For more information about using BitLocker on mobile computers, see the see "Data Encryption Toolkit for Mobile PCs" (http://go.microsoft.com/fwlink/?LinkId=85982).
For more information about using BitLocker on Windows Server 2008, download the "Windows BitLocker Drive Encryption Design and Deployment Guides" (http://go.microsoft.com/fwlink/?LinkId=106052).
The Federal Information Processing Standard (FIPS) 140-1 is a security implementation designed for certifying cryptographic software. FIPS 140-1–validated software is required by the U.S. government and requested by other organizations. The Group Policy Management Console (GPMC) provided for Windows Vista and Windows Server 2008 does not allow you to administer the FIPS setting for Windows Server 2003 or Windows XP. If you are supporting computers running those operating systems in your environment and require adherence to FIPS policy, you must configure the FIPS policy separately for the computers running Windows Server 2003 and Windows XP and the computers running Windows Vista and Windows Server 2008 because the registry location was changed with the release of Windows Vista. If your computers are running Windows XP, Windows Server 2003, or Windows 2000, the FIPS setting is applied to the following registry key: HKLM\SYSTEM\CurrentControlSet\Control\Lsa [fipsalgorithmpolicy]. If your computers are running Windows Vista or Windows Server 2008, the FIPS setting is applied to the following registry key: HKLM\SYSTEM\CurrentControlSet\Control\Lsa\FipsAlgorithmPolicy [Enabled]. If the value of the registry setting is 0, FIPS policy is turned off and not defined. If the value of the registry setting is 1, FIPS policy is turned on. The policy can be configured from the Local Group Policy Editor or the GPMC on the corresponding operating system or by running scripts to set the appropriate registry keys.

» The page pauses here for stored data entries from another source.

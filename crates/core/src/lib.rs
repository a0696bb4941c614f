//! Event-chain coalescing for Bounce
//!
//! This crate provides:
//! - `Bouncer`: collapses bursts of events into one downstream "bounce"
//! - Sliding throttle window with drift correction
//! - Absolute max-delay deadline per event-chain
//! - Control hook with chain splitting
//! - Pluggable timer hosts (tokio-backed and a manual simulated clock)

pub mod bouncer;
pub mod config;
pub mod context;
pub mod error;
pub mod manual;
pub mod timer;
pub mod tokio_timer;

// Re-exports
pub use bouncer::{Bouncer, BouncerBuilder, ScopedBounce};
pub use config::BounceOptions;
pub use context::{Bounce, ChainContext, ChainId, Split, Trigger};
pub use error::{Error, Result};
pub use manual::ManualTimer;
pub use timer::{TimerHost, TimerId, TimerTask};
pub use tokio_timer::TokioTimer;
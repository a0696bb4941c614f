//! Output formatting for bounces

use crate::replay::ReplayedBounce;
use anyhow::{Context, Result};
use bounce_core::{Bounce, Trigger};
use owo_colors::OwoColorize;

/// Longest argument list shown before eliding
const MAX_SHOWN_ARGS: usize = 6;

/// One human-readable line for a replayed bounce
pub fn replayed_line(replayed: &ReplayedBounce) -> String {
    let bounce = &replayed.bounce;
    let mut line = format!(
        "{:>8}  {}",
        format!("{}ms", replayed.at_ms).dimmed(),
        describe(bounce)
    );
    if !bounce.meta().is_empty() {
        let kinds: Vec<&str> = bounce.meta().iter().map(String::as_str).collect();
        line.push_str(&format!("  kinds={}", kinds.join(",").dimmed()));
    }
    line
}

/// One human-readable line for a live bounce
pub fn bounce_line<M>(bounce: &Bounce<String, M>) -> String {
    describe(bounce)
}

/// JSON line for any serializable bounce record
pub fn json_line<T: serde::Serialize>(value: &T) -> Result<String> {
    serde_json::to_string(value).context("Failed to serialize bounce")
}

fn describe<M>(bounce: &Bounce<String, M>) -> String {
    format!(
        "{}  {}  calls={}  args={}",
        bounce.chain_id().cyan(),
        trigger_label(bounce.trigger()),
        bounce.call_count(),
        format_arguments(bounce.arguments())
    )
}

fn trigger_label(trigger: Trigger) -> String {
    let name = format!("{:<8}", trigger);
    match trigger {
        Trigger::Throttle => name.green().to_string(),
        Trigger::Debounce => name.yellow().to_string(),
        Trigger::Control => name.magenta().to_string(),
        Trigger::Global => name.blue().to_string(),
    }
}

fn format_arguments(args: Option<&[String]>) -> String {
    match args {
        None => "-".to_string(),
        Some(args) if args.len() > MAX_SHOWN_ARGS => {
            format!(
                "[{} … +{}]",
                args[..MAX_SHOWN_ARGS].join(" "),
                args.len() - MAX_SHOWN_ARGS
            )
        }
        Some(args) => format!("[{}]", args.join(" ")),
    }
}
//! Pipe command: live coalescing of stdin

use anyhow::{Context, Result};
use bounce_cli::{render, Overrides};
use bounce_watcher::spawn_coalescer;
use std::path::Path;
use tokio::io::{AsyncBufReadExt, BufReader};
use tokio::sync::mpsc;
use tracing::info;

/// Buffered lines between the stdin reader and the coalescer
const LINE_BUFFER: usize = 1024;

pub async fn run(config: Option<&Path>, overrides: &Overrides, json: bool) -> Result<()> {
    let settings = super::effective_settings(config, overrides)?;
    let (tx, rx) = mpsc::channel(LINE_BUFFER);
    let mut output = spawn_coalescer(rx, &settings.bounce)?.into_output();

    info!(
        "Coalescing stdin (throttle: {}ms, max delay: {:?})",
        settings.bounce.throttle_wait_ms, settings.bounce.max_delay_ms
    );

    let reader = tokio::spawn(async move {
        let mut lines = BufReader::new(tokio::io::stdin()).lines();
        while let Some(line) = lines.next_line().await? {
            if tx.send(line).await.is_err() {
                break;
            }
        }
        Ok::<_, std::io::Error>(())
    });

    while let Some(bounce) = output.recv().await {
        if json {
            println!("{}", render::json_line(&bounce)?);
        } else {
            println!("{}", render::bounce_line(&bounce));
        }
    }

    reader
        .await
        .context("stdin reader panicked")?
        .context("Failed to read stdin")?;
    Ok(())
}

The following procedure describes how to apply the FIPS policy settings through the user interface.
Log on to a domain-joined Windows XP or Windows Server 2003-based client computer with an account that is a member of the Domain Admins group or has equivalent permissions, and then open the Local Group Policy Editor.
Open the domain policy for editing.
Expand the policy tree as follows: Computer Configuration\ Windows Settings \Security Settings \Local Policies\ Security Options.
Select the System cryptography: Use FIPS compliant algorithms for encryption, hashing, and signing setting.
Right-click the setting, click Properties, and then click either Enable or Disable.
Log on to a domain-joined Windows Vista or Windows Server 2008 client computer with an account that is a member of the Domain Admins group or has equivalent permissions, open the GPMC, and then repeat the steps to configure the appropriate setting for these client computers.